While wearing the equipment, participants will be asked to engage in an interactive group video game in a conference room setting. Subjects will first participate in individual “training sessions” to learn the game. No special preparation is required on the part of the participant. Wireless collection schemes will not be employed, so participants will be connected to table-based equipment and will need to remain seated for the length of each session (approximately one hour).
The purpose of the video game scenario is to observe the evolutions occurring as the group becomes accustomed to working together. No special questions or psychological tests will be conducted on the participants, except for those questions that arise during the course of the video game scenario. The purpose is to observe the personal and psychological interactions of the group, rather than to direct them.
Subject Recruitment:
The only exclusion criteria are being a direct report to the PI or project manager or having previous experience playing the video games. Subjects will be allowed to view the test equipment before signing the consent form and will be reminded upon seeing the equipment that they may withdraw from the experiment at any time. The subjects should be able to wear the devices for approximately one hour without having to leave the room (15-minute “compatibility sessions” will be conducted prior to the first recording of any actual data to determine if the subject has any physical discomfort from the equipment). This information is provided on the consent form. Subjects who communicate that they have discomfort will be encouraged to reconsider their decision to participate. In addition, potential subjects who discover they are allergic to adhesives used in medical procedures will also be asked to reconsider their participation.
Risks/Benefits:
Since all sensors are non-invasive, and all equipment is electrically isolated, the risk for potential physical harm is less than or equal to daily life or the performance of routine physical exams/tests. The discomfort of the study would be less than that experienced in most non-invasive medical procedures. Possible risks include temporary discomfort from wearing sensors and headgear or potential local allergic reactions from adhesives.
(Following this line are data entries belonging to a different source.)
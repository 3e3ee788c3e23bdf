//! # 对话会话服务
//!
//! 编排界面上的全部对话操作，是 Tauri command 与远程服务之间的业务层：
//! - **助手管理**：创建 / 删除助手
//! - **对话管理**：创建 / 删除对话，删除前级联取消未结束的 Run
//! - **消息发送**：发送消息后紧接着触发 Run
//! - **Run 生命周期**：创建 Run 后轮询状态，终态时停止并刷新消息
//!
//! ## 状态机
//! ```text
//! none ──create_run──▶ queued / in_progress ──poll──▶ completed | failed | cancelled | expired | incomplete
//!                             │
//!                             └──cancel_run──▶ 取消响应原样写入状态（不再轮询）
//! ```
//!
//! ## 轮询失败
//! 连续失败达到 `max_failures` 次后停止轮询，并在状态中写入 `poll_error`，
//! 前端据此显示"连接中断"；`resume_polling` 可手动恢复。单次成功会清零失败计数。
//!
//! ## 错误处理
//! 所有远程调用失败都会记录日志并发送错误提示，同时以 `Err(String)` 返回给调用方。
//! 本地镜像写入失败只记录警告，不影响界面状态。

use std::ops::ControlFlow;
use std::sync::atomic::{AtomicU32, Ordering};
use std::sync::{Arc, PoisonError, RwLock};
use std::time::Duration;

use crate::models::assistant::{Assistant, AssistantConfig};
use crate::models::message::ThreadMessage;
use crate::models::run::Run;
use crate::models::settings::AppSettings;
use crate::models::state::PendingFlags;
use crate::models::thread::{DeletionStatus, Thread};
use crate::services::mirror::SessionMirror;
use crate::services::openai::{ApiError, AssistantApi};
use crate::services::poller::{PollTicket, RunPoller};
use crate::services::store::ChatStore;

/// 轮询参数
#[derive(Debug, Clone, Copy, PartialEq, Eq)]
pub struct PollOptions {
    /// 轮询间隔
    pub interval: Duration,
    /// 允许的连续失败次数（至少为 1）
    pub max_failures: u32,
}

impl PollOptions {
    pub fn from_settings(settings: &AppSettings) -> Self {
        Self {
            interval: Duration::from_millis(settings.poll_interval_ms),
            max_failures: settings.max_poll_failures.max(1),
        }
    }
}

/// 进行中的操作，对应 `PendingFlags` 的各个字段
#[derive(Debug, Clone, Copy)]
enum Pending {
    CreatingThread,
    DeletingThread,
    Sending,
    Fetching,
    CreatingRun,
    Cancelling,
}

impl Pending {
    fn set(self, flags: &mut PendingFlags, on: bool) {
        let flag = match self {
            Pending::CreatingThread => &mut flags.creating_thread,
            Pending::DeletingThread => &mut flags.deleting_thread,
            Pending::Sending => &mut flags.sending,
            Pending::Fetching => &mut flags.fetching,
            Pending::CreatingRun => &mut flags.creating_run,
            Pending::Cancelling => &mut flags.cancelling,
        };
        *flag = on;
    }
}

struct SessionInner {
    api: Arc<dyn AssistantApi>,
    store: Arc<ChatStore>,
    mirror: SessionMirror,
    poller: RunPoller,
    options: RwLock<PollOptions>,
    assistant_config: RwLock<AssistantConfig>,
}

/// 对话会话
///
/// 克隆开销很小（内部为 `Arc`），轮询任务持有一份克隆。
#[derive(Clone)]
pub struct ChatSession {
    inner: Arc<SessionInner>,
}
//! # 业务逻辑服务模块
//!
//! 包含核心业务逻辑的实现，与 Tauri command 层解耦：
//! - `openai` - 远程 Assistants API 客户端及其 trait 抽象
//! - `session` - 对话会话：助手、对话、消息发送和 Run 生命周期
//! - `poller` - 单一所有权、可取消的 Run 轮询任务
//! - `store` - 共享界面状态容器和提示广播
//! - `mirror` - 本地会话镜像（重启后恢复状态）
//! - `events` - 把状态和提示推送到前端
//! - `proxy` / `proxy_server` - 代理端点分发及本地 HTTP 服务
//! - `app_state` - Tauri managed state 及设置的读写
//! - `file_guard` - 文件写入守卫：统一数据文件修改入口

pub mod app_state;
pub mod events;
pub mod file_guard;
pub mod mirror;
pub mod openai;
pub mod poller;
pub mod proxy;
pub mod proxy_server;
pub mod session;
pub mod store;

#[cfg(test)]
pub(crate) mod testing;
Data Collection and Storage:
Aside from physiological data (which is not personally identifiable) the personal information gathered in this study will include name and gender. Name information will be used in the collection-phase of the study only and will not be included in the final database. Additional personal information may be identified from videotapes. Except as required by law, no person outside the development group will have access to any personally identifiable information or videotapes collected in the study. An exception to the above is as follows: if there is more than one member of each gender included in the study group, the gender of the participant may be included in the final report.
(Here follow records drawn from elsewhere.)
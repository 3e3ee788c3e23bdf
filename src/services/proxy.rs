//! # 代理端点
//!
//! 把前端（或本地 HTTP 客户端）的请求参数原样转发给远程服务，并把结果包装成
//! `{status, body}`。IPC command `proxy_request` 和 `proxy_server` 共用这里的分发逻辑。
//!
//! ## 端点表
//! | 端点 | 参数 | 成功响应体 |
//! |------|------|-----------|
//! | `assistant.create` | - | `{ assistant }` |
//! | `assistant.delete` | `assistantId` | 远程删除响应 |
//! | `thread.create` | - | `{ thread }` |
//! | `thread.delete` | `threadId` | 远程删除响应 |
//! | `message.create` | `threadId`, `message` | `{ message }` |
//! | `message.list` | `threadId` | `{ messages }` |
//! | `run.create` | `threadId`, `assistantId` | `{ run }` |
//! | `run.retrieve` | `threadId`, `runId` | `{ run }` |
//! | `run.cancel` | `threadId`, `runId` | `{ run }` |
//!
//! ## 错误响应
//! `{ "error": { "message": ..., "status": ... } }`：缺少参数为 400，
//! 未知端点为 404，远程错误沿用上游状态码。缺少参数时不会发起远程调用。

use serde::Serialize;
use serde_json::{Map, Value, json};

use crate::models::assistant::AssistantConfig;
use crate::services::openai::{ApiError, AssistantApi};

/// 代理端点
#[derive(Debug, Clone, Copy, PartialEq, Eq)]
pub enum ProxyEndpoint {
    AssistantCreate,
    AssistantDelete,
    ThreadCreate,
    ThreadDelete,
    MessageCreate,
    MessageList,
    RunCreate,
    RunRetrieve,
    RunCancel,
}

impl ProxyEndpoint {
    const ALL: [ProxyEndpoint; 9] = [
        ProxyEndpoint::AssistantCreate,
        ProxyEndpoint::AssistantDelete,
        ProxyEndpoint::ThreadCreate,
        ProxyEndpoint::ThreadDelete,
        ProxyEndpoint::MessageCreate,
        ProxyEndpoint::MessageList,
        ProxyEndpoint::RunCreate,
        ProxyEndpoint::RunRetrieve,
        ProxyEndpoint::RunCancel,
    ];

    /// 端点名（`group.action`）
    pub fn name(self) -> &'static str {
        match self {
            ProxyEndpoint::AssistantCreate => "assistant.create",
            ProxyEndpoint::AssistantDelete => "assistant.delete",
            ProxyEndpoint::ThreadCreate => "thread.create",
            ProxyEndpoint::ThreadDelete => "thread.delete",
            ProxyEndpoint::MessageCreate => "message.create",
            ProxyEndpoint::MessageList => "message.list",
            ProxyEndpoint::RunCreate => "run.create",
            ProxyEndpoint::RunRetrieve => "run.retrieve",
            ProxyEndpoint::RunCancel => "run.cancel",
        }
    }

    /// 只读端点（不产生远程副作用），HTTP 服务允许以 GET 调用
    pub fn is_read_only(self) -> bool {
        matches!(self, ProxyEndpoint::MessageList | ProxyEndpoint::RunRetrieve)
    }

    /// 按端点名查找，如 `"run.cancel"`
    pub fn from_name(name: &str) -> Option<Self> {
        Self::ALL.into_iter().find(|endpoint| endpoint.name() == name)
    }

    /// 按 HTTP 路径查找，如 `/api/run/cancel`（允许末尾斜杠）
    pub fn from_path(path: &str) -> Option<Self> {
        let rest = path.strip_prefix("/api/")?.trim_end_matches('/');
        let (group, action) = rest.split_once('/')?;
        if action.contains('/') {
            return None;
        }
        Self::from_name(&format!("{}.{}", group, action))
    }
}

/// 代理响应
#[derive(Debug, Clone, PartialEq, Serialize)]
pub struct ProxyResponse {
    pub status: u16,
    pub body: Value,
}

impl ProxyResponse {
    fn ok(body: Value) -> Self {
        Self { status: 200, body }
    }

    /// 错误响应
    pub fn error(status: u16, message: impl Into<String>) -> Self {
        Self {
            status,
            body: json!({ "error": { "message": message.into(), "status": status } }),
        }
    }

    /// 未知端点
    pub fn not_found(endpoint: &str) -> Self {
        Self::error(404, format!("未知的代理端点: {}", endpoint))
    }

    fn from_api_error(endpoint: ProxyEndpoint, error: ApiError) -> Self {
        log::error!("代理请求 {} 失败: {}", endpoint.name(), error);
        Self::error(error.status(), error.user_message())
    }
}

/// 缺少参数的错误
struct MissingParam(&'static str);

/// 读取必填的字符串参数（空字符串视为缺失）
fn required<'a>(
    params: &'a Map<String, Value>,
    key: &'static str,
) -> Result<&'a str, MissingParam> {
    params
        .get(key)
        .and_then(Value::as_str)
        .filter(|value| !value.is_empty())
        .ok_or(MissingParam(key))
}

fn wrap<T: Serialize>(key: &str, value: &T) -> Result<Value, ApiError> {
    let value = serde_json::to_value(value).map_err(|e| ApiError::Decode {
        message: e.to_string(),
    })?;
    let mut body = Map::new();
    body.insert(key.to_string(), value);
    Ok(Value::Object(body))
}

fn raw<T: Serialize>(value: &T) -> Result<Value, ApiError> {
    serde_json::to_value(value).map_err(|e| ApiError::Decode {
        message: e.to_string(),
    })
}

/// 分发代理请求
///
/// # 参数
/// - `api` - 远程服务客户端
/// - `assistant` - `assistant.create` 使用的助手配置
/// - `endpoint` - 目标端点
/// - `params` - 请求参数（键为 camelCase）
pub async fn dispatch(
    api: &dyn AssistantApi,
    assistant: &AssistantConfig,
    endpoint: ProxyEndpoint,
    params: &Map<String, Value>,
) -> ProxyResponse {
    log::debug!("代理请求: {}", endpoint.name());
    match forward(api, assistant, endpoint, params).await {
        Ok(Ok(body)) => ProxyResponse::ok(body),
        Ok(Err(error)) => ProxyResponse::from_api_error(endpoint, error),
        Err(MissingParam(key)) => {
            log::warn!("代理请求 {} 缺少参数 {}", endpoint.name(), key);
            ProxyResponse::error(400, format!("缺少参数: {}", key))
        }
    }
}

/// 先校验全部参数，再发起远程调用
async fn forward(
    api: &dyn AssistantApi,
    assistant: &AssistantConfig,
    endpoint: ProxyEndpoint,
    params: &Map<String, Value>,
) -> Result<Result<Value, ApiError>, MissingParam> {
    let result = match endpoint {
        ProxyEndpoint::AssistantCreate => api
            .create_assistant(assistant)
            .await
            .and_then(|created| wrap("assistant", &created)),
        ProxyEndpoint::AssistantDelete => {
            let assistant_id = required(params, "assistantId")?;
            api.delete_assistant(assistant_id)
                .await
                .and_then(|status| raw(&status))
        }
        ProxyEndpoint::ThreadCreate => api
            .create_thread()
            .await
            .and_then(|thread| wrap("thread", &thread)),
        ProxyEndpoint::ThreadDelete => {
            let thread_id = required(params, "threadId")?;
            api.delete_thread(thread_id)
                .await
                .and_then(|status| raw(&status))
        }
        ProxyEndpoint::MessageCreate => {
            let thread_id = required(params, "threadId")?;
            let text = required(params, "message")?;
            api.create_message(thread_id, text)
                .await
                .and_then(|message| wrap("message", &message))
        }
        ProxyEndpoint::MessageList => {
            let thread_id = required(params, "threadId")?;
            api.list_messages(thread_id)
                .await
                .and_then(|messages| wrap("messages", &messages))
        }
        ProxyEndpoint::RunCreate => {
            let thread_id = required(params, "threadId")?;
            let assistant_id = required(params, "assistantId")?;
            api.create_run(thread_id, assistant_id)
                .await
                .and_then(|run| wrap("run", &run))
        }
        ProxyEndpoint::RunRetrieve => {
            let thread_id = required(params, "threadId")?;
            let run_id = required(params, "runId")?;
            api.retrieve_run(thread_id, run_id)
                .await
                .and_then(|run| wrap("run", &run))
        }
        ProxyEndpoint::RunCancel => {
            let thread_id = required(params, "threadId")?;
            let run_id = required(params, "runId")?;
            api.cancel_run(thread_id, run_id)
                .await
                .and_then(|run| wrap("run", &run))
        }
    };
    Ok(result)
}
Once the data collection phase is complete, all references to subject names will be stricken from the database. Subjects will only be identified by identification numbers in the final report. These ID numbers will be four digits long, generated at random via computer. Only the research team will have access to name/number information during the collection phase. Data may be presented individually, but there will be no direct identification of the individuals from whom data was obtained.